What you need to do: Whenever a line in the data below includes the string "SchedulingError", copy it out.

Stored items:

//! Linear-time solver: two linear sorts, one predecessor sweep, one dp pass.

use super::predecessor::build_predecessors;
use super::validation::validate_jobs;
use super::{dp, schedule_metadata, SchedulingError};
use crate::config::SolverConfig;
use crate::models::{Job, RankedJob, Schedule};
use crate::sorting::sort_both_with_indices;
use crate::{log_debug, log_phases, log_summary};

/// Everything one linear run produces, kept for subset reconstruction.
struct LinearRun {
    end_ordered: Vec<RankedJob>,
    predecessors: Vec<usize>,
    dp: Vec<f64>,
    total_weight: f64,
    strategy_name: &'static str,
}

fn run(jobs: &[Job], config: &SolverConfig) -> Result<LinearRun, SchedulingError> {
    let strategy = config.sort_strategy()?;
    let verbosity = config.verbosity;
    validate_jobs(jobs)?;

    let (end_ordered, start_ordered) = sort_both_with_indices(jobs, &strategy)?;
    log_phases!(
        verbosity,
        "linear_dp: sorted {} jobs by end and start ({})",
        jobs.len(),
        strategy.name()
    );

    let predecessors = build_predecessors(&end_ordered, &start_ordered);
    log_phases!(
        verbosity,
        "linear_dp: {} jobs have a compatible predecessor",
        predecessors.iter().filter(|&&p| p > 0).count()
    );
    log_debug!(verbosity, "  p = {:?}", &predecessors[1..]);

    let dp = dp::fill(&end_ordered, |i| predecessors[i]);
    log_debug!(verbosity, "  dp = {:?}", dp);

    let total_weight = dp::total_weight(&dp)?;
    log_summary!(
        verbosity,
        "linear_dp[{}]: n={} total_weight={}",
        strategy.name(),
        jobs.len(),
        total_weight
    );

    Ok(LinearRun {
        end_ordered,
        predecessors,
        dp,
        total_weight,
        strategy_name: strategy.name(),
    })
}

/// Maximum total weight of mutually compatible jobs, in O(n) after sorting.
///
/// Sorts with the configured strategy; the answer does not depend on it.
/// Returns 0 for an empty job list.
pub fn linear_weighted_scheduling(
    jobs: &[Job],
    config: &SolverConfig,
) -> Result<f64, SchedulingError> {
    Ok(run(jobs, config)?.total_weight)
}

/// Like `linear_weighted_scheduling`, also returning one optimal subset.
pub fn linear_schedule(jobs: &[Job], config: &SolverConfig) -> Result<Schedule, SchedulingError> {
    let run = run(jobs, config)?;
    let selected = dp::reconstruct(&run.end_ordered, &run.dp, |i| run.predecessors[i]);
    Ok(Schedule {
        total_weight: run.total_weight,
        selected,
        algorithm_metadata: schedule_metadata("linear_dp", run.strategy_name, jobs.len()),
    })
}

Answer space:
use super::{dp, schedule_metadata, SchedulingError};
fn run(jobs: &[Job], config: &SolverConfig) -> Result<LinearRun, SchedulingError> {
) -> Result<f64, SchedulingError> {
pub fn linear_schedule(jobs: &[Job], config: &SolverConfig) -> Result<Schedule, SchedulingError> {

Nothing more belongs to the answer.